Como mencionábamos en colaboraciones anteriores, a muchos de los analistas financieros, tanto nacionales como extranjeros, les preocupa mucho el elevado déficit con el cual terminará sus funciones la actual administración presidencial. Para este 2024, el gasto público será de 9 billones de pesos, lo que arrojará un déficit fiscal equivalente al 5.4% del Producto Interno Bruto. Dicha cifra no se ha visto en casi cuatro décadas. Para afrontarlo, el país se endeudará con dos billones de pesos. Indaguemos un poco sobre la importancia del mismo, así como sus afectaciones en los próximos años.

Tres componentes básicos: ingreso, egreso y deuda. Los egresos proyectados para un determinado ejercicio fiscal son fondeados por los ingresos recaudados por el Estado, así como por la contratación de deuda, nacional o internacional. Desde el comienzo del actual sexenio, se visualizaba un responsable manejo de las cuentas públicas. Esto quedó demostrado durante la emergencia sanitaria y la post-pandemia, en la cual no incrementaron sus niveles de deuda y gestionaron los recursos de las arcas nacionales de manera ordenada. Aquí entra el debate sobre las miles de vidas humanas que se perdieron y que, por una necedad del presidente, no se dotaron de recursos para mitigar esto.

De alguna forma, al menos en temas de finanzas públicas, nos encontrábamos en una situación positiva. Sin embargo, pareciera que este último año del actual gobierno federal quiere aventarse todo por el despeñadero. Cerrará el presidente López Obrador con el déficit más alto registrado al menos desde el año 2000. El antecedente más cercano de un déficit superior al 4% del PIB lo tenía el sexenio de Peña Nieto, incurriendo en un déficit de 4.54% al cierre del año 2014.

Sin lugar a dudas, el año electoral siempre representa un incremento en el gasto público, en vías de aumentar su masa de simpatizantes. De hecho, se estima que la media de las economías emergentes suele elevar su déficit fiscal en 0.3% del PIB en promedio en un año electoral. Y en 2024, son 88 los países que enfrentarán este ejercicio democrático, lo que impone un riesgo adicional para la consolidación fiscal del globo. México representa el que mayor aumento registrará (ceteris paribus).

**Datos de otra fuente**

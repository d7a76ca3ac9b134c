//! Transport abstraction over the remote store
//!
//! The mapper consumes exactly four remote operations. Everything about
//! the wire protocol, connections, authentication, and timeouts lives
//! behind this trait, so the store client can be swapped without touching
//! the mapping layer. Per-round-trip timeouts are the implementation's
//! responsibility; the mapper never imposes one across a whole scan.

use crate::error::TransportError;
use crate::types::{Row, RowMutation, ScanSpec};

/// Remote store operations consumed by the mapper
///
/// `table` is the store's table identifier, conventionally
/// `namespace:table` (see [`TableRef`](crate::types::TableRef)).
///
/// # Thread Safety
///
/// Implementations must be `Send + Sync`; the mapper issues calls from
/// whatever thread its caller runs on.
pub trait Transport: Send + Sync {
    /// Fetch a single row by key
    ///
    /// A missing row is not an error: implementations return an empty
    /// [`Row`] and let the caller interpret the absence.
    ///
    /// # Errors
    ///
    /// Returns a [`TransportError`] if the remote call fails.
    fn get(&self, table: &str, row_key: &[u8]) -> Result<Row, TransportError>;

    /// Fetch at most `batch_size` rows matching `spec`, in ascending
    /// raw-byte key order
    ///
    /// # Errors
    ///
    /// Returns a [`TransportError`] if the remote call fails.
    fn scan(&self, table: &str, spec: &ScanSpec, batch_size: i32)
        -> Result<Vec<Row>, TransportError>;

    /// Write one row
    ///
    /// # Errors
    ///
    /// Returns a [`TransportError`] if the remote call fails. Partial
    /// application on the store side is not rolled back by this layer.
    fn put(&self, table: &str, row: RowMutation) -> Result<(), TransportError>;

    /// Write several rows in one remote call
    ///
    /// # Errors
    ///
    /// Returns a [`TransportError`] if the remote call fails.
    fn put_multiple(&self, table: &str, rows: Vec<RowMutation>) -> Result<(), TransportError>;
}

Bajo este antecedente, la Secretaría de Hacienda y Crédito Público manifestó que ya se encuentra trabajando para delinear la estrategia a la próxima administración para reducir el déficit de 5.4 a 3% como proporción del PIB. Algo que resulta sumamente cuestionable. Tan sólo en los Pre-Criterios 2025 presentan una erogación mayor, llevando los Requerimientos Financieros del Sector Público (RFSP) de un déficit de 5.4% a prácticamente 6%.

Adicionalmente, las principales obras del gobierno federal generarán un gasto de operación y mantenimiento mayor para los próximos años, complicando aún más la reducción del déficit al 3%. ¿Seguirán las obras faraónicas de esta administración? Gran parte de este gasto, como ya es bien sabido, tiene un objetivo clientelar previo a las elecciones. Los apoyos para adultos mayores fueron adelantados de manera discrecional, entre otras medidas poco coherentes.

Pudiéramos concluir que cerramos una administración que aumentó severamente el gasto corriente en sus últimos ejercicios fiscales, dejando con un tanque de oxígeno maltrecho a la próxima presidenta de nuestro país. Aunado a esto, el gasto fue considerablemente improductivo. No se recuerda un sexenio tan negativo en este aspecto en un pasado reciente. Aquí descansa la necesidad de realmente reflexionar la emisión del voto en la próxima jornada electoral. Las finanzas públicas de nuestro país no soportarían otra pésima gestión como la de los últimos años.

OVERTIME

 

Gran semana para las criptomonedas. Básicamente, en Estados Unidos, la FED reportó un creciente aumento del dinero en circulación, ya que su base monetaria (M2) superó los 21 billones el pasado mes de abril. Esto puede sugerir una serie de presiones inflacionarias, que han orillado a los inversionistas a buscar activos que no se ven afectados por esta variable. Las criptomonedas son un refugio ante los mismos.